А я понял, что он шел из кабинета в кабинет и «проверял» одновременно и
мое дело, и дело моего бывшего заместителя.
Визит прокурора укрепил меня в моем намерении попытаться
противопоставить фальшивкам как можно больше истинных фактов,
свидетельствующих о том, что ни я, ни другие дипломатические работники
никакой антиправительственной деятельностью не занимались. Поэтому меня
не смутило, что однажды я застал в кабинете следователя стенографистку.
Мне казалось желательным, чтобы в деле была новая стенограмма, уже
продиктованная мною самим.

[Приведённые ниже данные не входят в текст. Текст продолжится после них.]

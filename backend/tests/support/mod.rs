//! Shared helper utilities for engine integration tests.
//!
//! Integration tests compile as separate crates under `backend/tests/`, so
//! small helpers live here rather than being copied between suites.

#![allow(dead_code)]

use std::sync::{Arc, OnceLock};
use std::sync::atomic::{AtomicU64, Ordering};
use std::time::Duration;

use noteshare::NotesEngine;
use noteshare::domain::{CredentialHash, NoteDraft, RequestContext, Username};
use noteshare::outbound::persistence::run_pending_migrations;
use noteshare::test_support::InMemoryStore;

/// Environment variable naming the PostgreSQL database used by adapter tests.
pub const TEST_DATABASE_URL_ENV: &str = "NOTESHARE_TEST_DATABASE_URL";

pub type MemoryEngine = NotesEngine<InMemoryStore, InMemoryStore, InMemoryStore, InMemoryStore>;

/// Engine over a fresh in-memory store.
pub fn memory_engine() -> MemoryEngine {
    let store = Arc::new(InMemoryStore::new());
    NotesEngine::new(
        Arc::clone(&store),
        Arc::clone(&store),
        Arc::clone(&store),
        store,
        50,
        Duration::from_secs(5),
    )
}

pub fn username(name: &str) -> Username {
    Username::new(name).expect("valid username")
}

/// Register `name` and return a context acting as that user.
pub async fn register(engine: &MemoryEngine, name: &str) -> RequestContext {
    let ctx = engine.context(username(name));
    engine
        .users()
        .register(&ctx, CredentialHash::new(format!("$2a$10${name}")).expect("valid hash"))
        .await
        .expect("registration succeeds");
    ctx
}

pub fn draft(title: &str, description: &str) -> NoteDraft {
    NoteDraft {
        title: title.to_owned(),
        note_type: "general".to_owned(),
        description: description.to_owned(),
        ..NoteDraft::default()
    }
}

/// Database URL for adapter tests, applying migrations once per process.
///
/// Prints a `SKIP-TEST-CLUSTER` marker and returns `None` when the
/// environment does not provide a database.
pub fn test_database_url() -> Option<String> {
    static MIGRATED: OnceLock<Result<String, String>> = OnceLock::new();

    let Ok(url) = std::env::var(TEST_DATABASE_URL_ENV) else {
        eprintln!("SKIP-TEST-CLUSTER: {TEST_DATABASE_URL_ENV} is not set");
        return None;
    };
    let outcome = MIGRATED.get_or_init(|| {
        run_pending_migrations(&url)
            .map(|_| url.clone())
            .map_err(|err| err.to_string())
    });
    match outcome {
        Ok(url) => Some(url.clone()),
        Err(reason) => panic!("test database setup failed: {reason}"),
    }
}

/// Username unique to this process and call, for tests sharing a database.
pub fn unique_username(prefix: &str) -> Username {
    static COUNTER: AtomicU64 = AtomicU64::new(0);
    let n = COUNTER.fetch_add(1, Ordering::Relaxed);
    username(&format!("{prefix}{}x{n}", std::process::id()))
}
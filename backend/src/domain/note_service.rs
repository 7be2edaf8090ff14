//! Note Repository service.
//!
//! Validates note content, derives the search document, and drives the
//! [`NoteRepository`] port under the caller's deadline.

use std::sync::Arc;

use serde_json::json;
use tracing::{debug, info};

use crate::domain::context::within_deadline;
use crate::domain::ports::{NoteRepository, NoteRepositoryError};
use crate::domain::{
    Error, Note, NoteContent, NoteDraft, NoteId, NoteValidationError, NoteWithShares, Removal,
    RequestContext, TextOccurrence, aggregate_note_rows,
};

/// Note lifecycle and owner-scoped listing.
#[derive(Clone)]
pub struct NoteService<N> {
    notes: Arc<N>,
}

impl<N> NoteService<N> {
    pub fn new(notes: Arc<N>) -> Self {
        Self { notes }
    }
}

pub(crate) fn map_note_error(error: NoteRepositoryError) -> Error {
    debug!(%error, "note repository call failed");
    match error {
        NoteRepositoryError::Connection { message } => {
            Error::store(format!("note store unavailable: {message}"))
        }
        NoteRepositoryError::Query { message } => {
            Error::store(format!("note store error: {message}"))
        }
        NoteRepositoryError::MissingOwner { username } => {
            Error::unknown_user(format!("user {username} does not exist"))
        }
    }
}

fn validation_error(error: NoteValidationError) -> Error {
    let field = error.field();
    Error::validation(error.to_string()).with_details(json!({ "field": field }))
}

fn note_not_found(id: NoteId) -> Error {
    Error::not_found(format!("note {id} does not exist")).with_details(json!({ "noteId": id }))
}

impl<N> NoteService<N>
where
    N: NoteRepository,
{
    fn validate(draft: NoteDraft) -> Result<NoteContent, Error> {
        draft.validate().map_err(validation_error)
    }

    /// Create a note owned by the acting user.
    pub async fn create(&self, ctx: &RequestContext, draft: NoteDraft) -> Result<NoteId, Error> {
        let content = Self::validate(draft)?;
        let document = content.search_document();
        let id = within_deadline(
            ctx.deadline(),
            "note insert",
            self.notes.insert(ctx.actor(), &content, &document),
        )
        .await?
        .map_err(map_note_error)?;
        info!(note_id = %id, owner = %ctx.actor(), "note created");
        Ok(id)
    }

    /// Overwrite a note's textual fields and its search vector.
    pub async fn update(
        &self,
        ctx: &RequestContext,
        id: NoteId,
        draft: NoteDraft,
    ) -> Result<(), Error> {
        let content = Self::validate(draft)?;
        let document = content.search_document();
        let updated = within_deadline(
            ctx.deadline(),
            "note update",
            self.notes.update(id, &content, &document),
        )
        .await?
        .map_err(map_note_error)?;
        if !updated {
            return Err(note_not_found(id));
        }
        debug!(note_id = %id, actor = %ctx.actor(), "note updated");
        Ok(())
    }

    /// Delete a note and, through the store, all of its shares.
    ///
    /// Deleting an absent note reports [`Removal::Absent`].
    pub async fn delete(&self, ctx: &RequestContext, id: NoteId) -> Result<Removal, Error> {
        let removed = within_deadline(ctx.deadline(), "note delete", self.notes.delete(id))
            .await?
            .map_err(map_note_error)?;
        let outcome = Removal::from_affected(removed);
        info!(note_id = %id, actor = %ctx.actor(), ?outcome, "note delete");
        Ok(outcome)
    }

    pub async fn get_by_id(&self, ctx: &RequestContext, id: NoteId) -> Result<Note, Error> {
        within_deadline(ctx.deadline(), "note lookup", self.notes.find_by_id(id))
            .await?
            .map_err(map_note_error)?
            .ok_or_else(|| note_not_found(id))
    }

    /// Notes the acting user owns or is delegated, with their shares.
    pub async fn list_owned_or_delegated(
        &self,
        ctx: &RequestContext,
    ) -> Result<Vec<NoteWithShares>, Error> {
        let rows = within_deadline(
            ctx.deadline(),
            "owned note listing",
            self.notes.owned_or_delegated_rows(ctx.actor()),
        )
        .await?
        .map_err(map_note_error)?;
        aggregate_note_rows(rows)
            .map_err(|err| Error::store(format!("malformed note listing: {err}")))
    }

    /// Clear delegation and status. A note without delegation is unchanged.
    pub async fn clear_delegation(&self, ctx: &RequestContext, id: NoteId) -> Result<(), Error> {
        let cleared = within_deadline(
            ctx.deadline(),
            "delegation clear",
            self.notes.clear_delegation(id),
        )
        .await?
        .map_err(map_note_error)?;
        if !cleared {
            return Err(note_not_found(id));
        }
        info!(note_id = %id, actor = %ctx.actor(), "delegation cleared");
        Ok(())
    }

    /// Count case-insensitive occurrences of `pattern` in a note's title and
    /// description.
    pub async fn find_text(
        &self,
        ctx: &RequestContext,
        id: NoteId,
        pattern: &str,
    ) -> Result<Vec<TextOccurrence>, Error> {
        if pattern.is_empty() {
            return Err(Error::validation("search pattern must not be empty"));
        }
        let note = self.get_by_id(ctx, id).await?;
        Ok(note.content().find_text(pattern))
    }
}

#[cfg(test)]
#[path = "note_service_tests.rs"]
mod tests;
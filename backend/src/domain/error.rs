//! Domain-level error types.
//!
//! These errors are transport agnostic. The presentation layer that sits in
//! front of the engine maps each [`ErrorCode`] to an end-user message.

use serde::{Deserialize, Serialize};
use serde_json::{Value, json};

/// Stable machine-readable error code describing the failure category.
#[derive(Debug, Clone, Copy, PartialEq, Eq, Hash, Serialize, Deserialize)]
#[non_exhaustive]
#[serde(rename_all = "snake_case")]
pub enum ErrorCode {
    /// Input is missing, malformed, or out of bounds.
    Validation,
    /// The addressed note or share does not exist.
    NotFound,
    /// A share names a user that has never been registered.
    UnknownUser,
    /// A share names a note that does not exist.
    UnknownNote,
    /// The note is already shared with the user.
    AlreadyShared,
    /// The persistent store failed or did not answer in time.
    Store,
}

impl ErrorCode {
    fn fallback_message(self) -> &'static str {
        match self {
            Self::Validation => "invalid input",
            Self::NotFound => "not found",
            Self::UnknownUser => "unknown user",
            Self::UnknownNote => "unknown note",
            Self::AlreadyShared => "note is already shared with this user",
            Self::Store => "store unavailable",
        }
    }
}

/// Domain error payload.
///
/// ## Invariants
/// - `message` is non-empty once trimmed of whitespace.
///
/// # Examples
/// ```
/// use noteshare::domain::{Error, ErrorCode};
///
/// let err = Error::unknown_user("no user named carol");
/// assert_eq!(err.code(), ErrorCode::UnknownUser);
/// ```
#[derive(Debug, Clone, PartialEq, Serialize, Deserialize)]
#[serde(rename_all = "camelCase")]
#[serde(deny_unknown_fields)]
#[serde(try_from = "ErrorDto", into = "ErrorDto")]
pub struct Error {
    code: ErrorCode,
    message: String,
    #[serde(skip_serializing_if = "Option::is_none")]
    details: Option<Value>,
}

/// Validation errors emitted by the constructors.
#[derive(Debug, Clone, PartialEq, Eq, thiserror::Error)]
pub enum ErrorValidationError {
    /// The message was blank.
    #[error("error message must not be empty")]
    EmptyMessage,
}

impl Error {
    /// Create a new error. A blank message is replaced by the code's generic
    /// description.
    pub fn new(code: ErrorCode, message: impl Into<String>) -> Self {
        Self::try_new(code, message).unwrap_or_else(|_| Self {
            code,
            message: code.fallback_message().to_owned(),
            details: None,
        })
    }

    /// Fallible constructor that validates the message content.
    pub fn try_new(code: ErrorCode, message: impl Into<String>) -> Result<Self, ErrorValidationError> {
        let message = message.into();
        if message.trim().is_empty() {
            return Err(ErrorValidationError::EmptyMessage);
        }
        Ok(Self {
            code,
            message,
            details: None,
        })
    }

    /// Stable machine-readable error code.
    pub fn code(&self) -> ErrorCode {
        self.code
    }

    /// Human-readable message.
    pub fn message(&self) -> &str {
        self.message.as_str()
    }

    /// Supplementary error details.
    pub fn details(&self) -> Option<&Value> {
        self.details.as_ref()
    }

    /// Attach structured details to the error.
    ///
    /// # Examples
    /// ```
    /// use noteshare::domain::Error;
    /// use serde_json::json;
    ///
    /// let err = Error::validation("title must not be empty")
    ///     .with_details(json!({ "field": "title" }));
    /// assert!(err.details().is_some());
    /// ```
    pub fn with_details(mut self, details: Value) -> Self {
        self.details = Some(details);
        self
    }

    /// Convenience constructor for [`ErrorCode::Validation`].
    pub fn validation(message: impl Into<String>) -> Self {
        Self::new(ErrorCode::Validation, message)
    }

    /// Convenience constructor for [`ErrorCode::NotFound`].
    pub fn not_found(message: impl Into<String>) -> Self {
        Self::new(ErrorCode::NotFound, message)
    }

    /// Convenience constructor for [`ErrorCode::UnknownUser`].
    pub fn unknown_user(message: impl Into<String>) -> Self {
        Self::new(ErrorCode::UnknownUser, message)
    }

    /// Convenience constructor for [`ErrorCode::UnknownNote`].
    pub fn unknown_note(message: impl Into<String>) -> Self {
        Self::new(ErrorCode::UnknownNote, message)
    }

    /// Convenience constructor for [`ErrorCode::AlreadyShared`].
    pub fn already_shared(message: impl Into<String>) -> Self {
        Self::new(ErrorCode::AlreadyShared, message)
    }

    /// Convenience constructor for [`ErrorCode::Store`].
    pub fn store(message: impl Into<String>) -> Self {
        Self::new(ErrorCode::Store, message)
    }

    /// Store error raised when a call outlives the caller's deadline.
    pub fn store_timeout(operation: &str) -> Self {
        Self::store(format!("{operation} exceeded its deadline")).with_details(json!({
            "operation": operation,
            "reason": "deadline_exceeded",
        }))
    }

    /// Whether this error came from an expired deadline.
    pub fn is_timeout(&self) -> bool {
        self.code == ErrorCode::Store
            && self
                .details
                .as_ref()
                .and_then(|details| details.get("reason"))
                .and_then(Value::as_str)
                == Some("deadline_exceeded")
    }
}

impl std::fmt::Display for Error {
    fn fmt(&self, f: &mut std::fmt::Formatter<'_>) -> std::fmt::Result {
        write!(f, "{}", self.message)
    }
}

impl std::error::Error for Error {}

#[derive(Debug, Clone, Serialize, Deserialize)]
#[serde(rename_all = "camelCase")]
struct ErrorDto {
    code: ErrorCode,
    message: String,
    #[serde(skip_serializing_if = "Option::is_none")]
    details: Option<Value>,
}

impl From<Error> for ErrorDto {
    fn from(value: Error) -> Self {
        Self {
            code: value.code,
            message: value.message,
            details: value.details,
        }
    }
}

impl TryFrom<ErrorDto> for Error {
    type Error = ErrorValidationError;

    fn try_from(value: ErrorDto) -> Result<Self, Self::Error> {
        let ErrorDto {
            code,
            message,
            details,
        } = value;

        let mut error = Error::try_new(code, message)?;
        error.details = details;
        Ok(error)
    }
}
//! Test utilities for the engine crate.
//!
//! [`InMemoryStore`] implements every store port over process memory with
//! the same key, reference, and cascade rules as the PostgreSQL schema, so
//! integration tests can drive the services without a database.

use std::collections::{BTreeMap, BTreeSet};
use std::sync::{Mutex, MutexGuard};

use async_trait::async_trait;
use chrono::Utc;

use crate::domain::ports::{
    NoteRepository, NoteRepositoryError, NoteSearchQuery, NoteSearchQueryError, ShareRepository,
    ShareRepositoryError, UserPersistenceError, UserRepository,
};
use crate::domain::{
    JoinedNoteRow, Note, NoteContent, NoteId, Privilege, SearchDocument, SearchText, Share,
    SharedNote, User, Username,
};

#[derive(Debug)]
struct StoredNote {
    note: Note,
    document: SearchDocument,
}

#[derive(Debug, Default)]
struct StoreState {
    users: BTreeMap<Username, User>,
    notes: BTreeMap<NoteId, StoredNote>,
    shares: BTreeMap<(NoteId, Username), Privilege>,
    last_id: i64,
}

impl StoreState {
    fn shares_of(&self, note_id: NoteId) -> impl Iterator<Item = (&Username, Privilege)> {
        self.shares
            .iter()
            .filter(move |((id, _), _)| *id == note_id)
            .map(|((_, username), privilege)| (username, *privilege))
    }

    fn joined_rows<'a>(&self, notes: impl Iterator<Item = &'a Note>) -> Vec<JoinedNoteRow> {
        let mut rows = Vec::new();
        for note in notes {
            let mut shares = self.shares_of(note.id()).peekable();
            if shares.peek().is_none() {
                rows.push(JoinedNoteRow::unshared(note.clone()));
                continue;
            }
            for (username, privilege) in shares {
                rows.push(JoinedNoteRow::shared(
                    note.clone(),
                    username.as_str(),
                    privilege.as_str(),
                ));
            }
        }
        rows
    }
}

/// In-memory implementation of the user, note, share, and search ports.
///
/// Note ids are assigned from a monotonically increasing counter. Deleting a
/// note removes its shares.
#[derive(Debug, Default)]
pub struct InMemoryStore {
    state: Mutex<StoreState>,
}

impl InMemoryStore {
    pub fn new() -> Self {
        Self::default()
    }

    fn lock(&self) -> Result<MutexGuard<'_, StoreState>, String> {
        self.state
            .lock()
            .map_err(|_| "in-memory store lock poisoned".to_owned())
    }
}

fn words(text: &str) -> BTreeSet<String> {
    text.split(|c: char| !c.is_alphanumeric())
        .filter(|word| !word.is_empty())
        .map(str::to_lowercase)
        .collect()
}

/// Every word of `query` appears in `document`, ignoring case.
fn document_matches(document: &SearchDocument, query: &SearchText) -> bool {
    let query_words = words(query.as_str());
    if query_words.is_empty() {
        return false;
    }
    let document_words = words(document.as_str());
    query_words.is_subset(&document_words)
}

#[async_trait]
impl UserRepository for InMemoryStore {
    async fn insert(&self, user: &User) -> Result<(), UserPersistenceError> {
        let mut state = self.lock().map_err(UserPersistenceError::connection)?;
        if state.users.contains_key(user.username()) {
            return Err(UserPersistenceError::duplicate(user.username().as_str()));
        }
        state.users.insert(user.username().clone(), user.clone());
        Ok(())
    }

    async fn exists(&self, username: &Username) -> Result<bool, UserPersistenceError> {
        let state = self.lock().map_err(UserPersistenceError::connection)?;
        Ok(state.users.contains_key(username))
    }

    async fn find(&self, username: &Username) -> Result<Option<User>, UserPersistenceError> {
        let state = self.lock().map_err(UserPersistenceError::connection)?;
        Ok(state.users.get(username).cloned())
    }

    async fn list_except(&self, excluded: &Username) -> Result<Vec<User>, UserPersistenceError> {
        let state = self.lock().map_err(UserPersistenceError::connection)?;
        Ok(state
            .users
            .values()
            .filter(|user| user.username() != excluded)
            .cloned()
            .collect())
    }
}

#[async_trait]
impl NoteRepository for InMemoryStore {
    async fn insert(
        &self,
        owner: &Username,
        content: &NoteContent,
        document: &SearchDocument,
    ) -> Result<NoteId, NoteRepositoryError> {
        let mut state = self.lock().map_err(NoteRepositoryError::connection)?;
        if !state.users.contains_key(owner) {
            return Err(NoteRepositoryError::missing_owner(owner.as_str()));
        }
        state.last_id += 1;
        let id = NoteId::new(state.last_id);
        let note = Note::new(id, content.clone(), Utc::now(), owner.clone());
        state.notes.insert(
            id,
            StoredNote {
                note,
                document: document.clone(),
            },
        );
        Ok(id)
    }

    async fn update(
        &self,
        id: NoteId,
        content: &NoteContent,
        document: &SearchDocument,
    ) -> Result<bool, NoteRepositoryError> {
        let mut state = self.lock().map_err(NoteRepositoryError::connection)?;
        let Some(stored) = state.notes.get_mut(&id) else {
            return Ok(false);
        };
        stored.note = Note::new(
            id,
            content.clone(),
            stored.note.created_at(),
            stored.note.owner().clone(),
        );
        stored.document = document.clone();
        Ok(true)
    }

    async fn delete(&self, id: NoteId) -> Result<bool, NoteRepositoryError> {
        let mut state = self.lock().map_err(NoteRepositoryError::connection)?;
        let removed = state.notes.remove(&id).is_some();
        state.shares.retain(|(note_id, _), _| *note_id != id);
        Ok(removed)
    }

    async fn find_by_id(&self, id: NoteId) -> Result<Option<Note>, NoteRepositoryError> {
        let state = self.lock().map_err(NoteRepositoryError::connection)?;
        Ok(state.notes.get(&id).map(|stored| stored.note.clone()))
    }

    async fn exists(&self, id: NoteId) -> Result<bool, NoteRepositoryError> {
        let state = self.lock().map_err(NoteRepositoryError::connection)?;
        Ok(state.notes.contains_key(&id))
    }

    async fn owned_or_delegated_rows(
        &self,
        username: &Username,
    ) -> Result<Vec<JoinedNoteRow>, NoteRepositoryError> {
        let state = self.lock().map_err(NoteRepositoryError::connection)?;
        let notes = state
            .notes
            .values()
            .map(|stored| &stored.note)
            .filter(|note| note.is_owned_or_delegated_to(username));
        Ok(state.joined_rows(notes))
    }

    async fn clear_delegation(&self, id: NoteId) -> Result<bool, NoteRepositoryError> {
        let mut state = self.lock().map_err(NoteRepositoryError::connection)?;
        let Some(stored) = state.notes.get_mut(&id) else {
            return Ok(false);
        };
        if stored.note.content().delegation().is_none() {
            return Ok(true);
        }
        let content = stored.note.content().clone().without_delegation();
        stored.document = content.search_document();
        stored.note = Note::new(
            id,
            content,
            stored.note.created_at(),
            stored.note.owner().clone(),
        );
        Ok(true)
    }
}

#[async_trait]
impl ShareRepository for InMemoryStore {
    async fn insert(&self, share: &Share) -> Result<(), ShareRepositoryError> {
        let mut state = self.lock().map_err(ShareRepositoryError::connection)?;
        let key = (share.note_id, share.username.clone());
        if state.shares.contains_key(&key) {
            return Err(ShareRepositoryError::duplicate(
                share.note_id.get(),
                share.username.as_str(),
            ));
        }
        if !state.notes.contains_key(&share.note_id) {
            return Err(ShareRepositoryError::missing_note(share.note_id.get()));
        }
        if !state.users.contains_key(&share.username) {
            return Err(ShareRepositoryError::missing_user(share.username.as_str()));
        }
        state.shares.insert(key, share.privilege);
        Ok(())
    }

    async fn exists(
        &self,
        note_id: NoteId,
        username: &Username,
    ) -> Result<bool, ShareRepositoryError> {
        let state = self.lock().map_err(ShareRepositoryError::connection)?;
        Ok(state.shares.contains_key(&(note_id, username.clone())))
    }

    async fn delete(
        &self,
        note_id: NoteId,
        username: &Username,
    ) -> Result<bool, ShareRepositoryError> {
        let mut state = self.lock().map_err(ShareRepositoryError::connection)?;
        Ok(state.shares.remove(&(note_id, username.clone())).is_some())
    }

    async fn update_privilege(
        &self,
        note_id: NoteId,
        username: &Username,
        privilege: Privilege,
    ) -> Result<bool, ShareRepositoryError> {
        let mut state = self.lock().map_err(ShareRepositoryError::connection)?;
        match state.shares.get_mut(&(note_id, username.clone())) {
            Some(current) => {
                *current = privilege;
                Ok(true)
            }
            None => Ok(false),
        }
    }

    async fn list_for_note(&self, note_id: NoteId) -> Result<Vec<Share>, ShareRepositoryError> {
        let state = self.lock().map_err(ShareRepositoryError::connection)?;
        Ok(state
            .shares_of(note_id)
            .map(|(username, privilege)| Share {
                note_id,
                username: username.clone(),
                privilege,
            })
            .collect())
    }

    async fn list_unshared_users(
        &self,
        note_id: NoteId,
        excluded: &Username,
    ) -> Result<Vec<User>, ShareRepositoryError> {
        let state = self.lock().map_err(ShareRepositoryError::connection)?;
        Ok(state
            .users
            .values()
            .filter(|user| user.username() != excluded)
            .filter(|user| {
                !state
                    .shares
                    .contains_key(&(note_id, user.username().clone()))
            })
            .cloned()
            .collect())
    }

    async fn shared_notes_for(
        &self,
        username: &Username,
    ) -> Result<Vec<SharedNote>, ShareRepositoryError> {
        let state = self.lock().map_err(ShareRepositoryError::connection)?;
        Ok(state
            .shares
            .iter()
            .filter(|((_, shared_with), _)| shared_with == username)
            .filter_map(|((note_id, _), privilege)| {
                state.notes.get(note_id).map(|stored| SharedNote {
                    note: stored.note.clone(),
                    privilege: *privilege,
                })
            })
            .collect())
    }
}

#[async_trait]
impl NoteSearchQuery for InMemoryStore {
    async fn search_rows(
        &self,
        text: &SearchText,
        username: &Username,
    ) -> Result<Vec<JoinedNoteRow>, NoteSearchQueryError> {
        let state = self.lock().map_err(NoteSearchQueryError::connection)?;
        let notes = state
            .notes
            .values()
            .filter(|stored| {
                let text_match = document_matches(&stored.document, text)
                    && stored.note.is_owned_or_delegated_to(username);
                let share_match = state
                    .shares_of(stored.note.id())
                    .any(|(shared_with, _)| shared_with.eq_ignore_case(text.as_str()));
                text_match || share_match
            })
            .map(|stored| &stored.note);
        Ok(state.joined_rows(notes))
    }
}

И это было заблуждением: следователь не
позволил стенографистке записывать мои высказывания по существу
обвинения и в опровержение клеветы. Следователь наблюдал за тем, чтобы
были застенографированы лишь мои ответы на вопросы, касавшиеся
обстановки в НКИД, в партийной организации и отношений между отдельными
людьми.
Я попытался сказать о преданности делу и о честности тех арестованных до
меня моих друзей и сослуживцев, фамилии которых были упомянуты в
фальшивке; но следователь пресек эти мои попытки, и произнес роковую
фразу, врезавшуюся мне в память: «Что вы все говорите о людях, которых
уже нет...». Моя реакция была столь выразительна, что следователь
неуклюже поправился: «Я говорю, что их уже нет здесь, в Москве». Но я-то
понял, что получил от следователя НКВД СССР известие о трагической
гибели товарищей и друзей. Старший лейтенант Романов не случайно был
осведомлен о судьбе бывших работников НКИД. Очевидно, он получил от
начальства перечень моих арестованных друзей и знакомых, имена которых я
заносчиво и неосторожно перечислил при первой встрече с Кобуловым; он
затребовал их дела в поисках материала против меня и установил, что
«этих людей уже нет». Горе, скорбь и ужас охватили меня в тот час.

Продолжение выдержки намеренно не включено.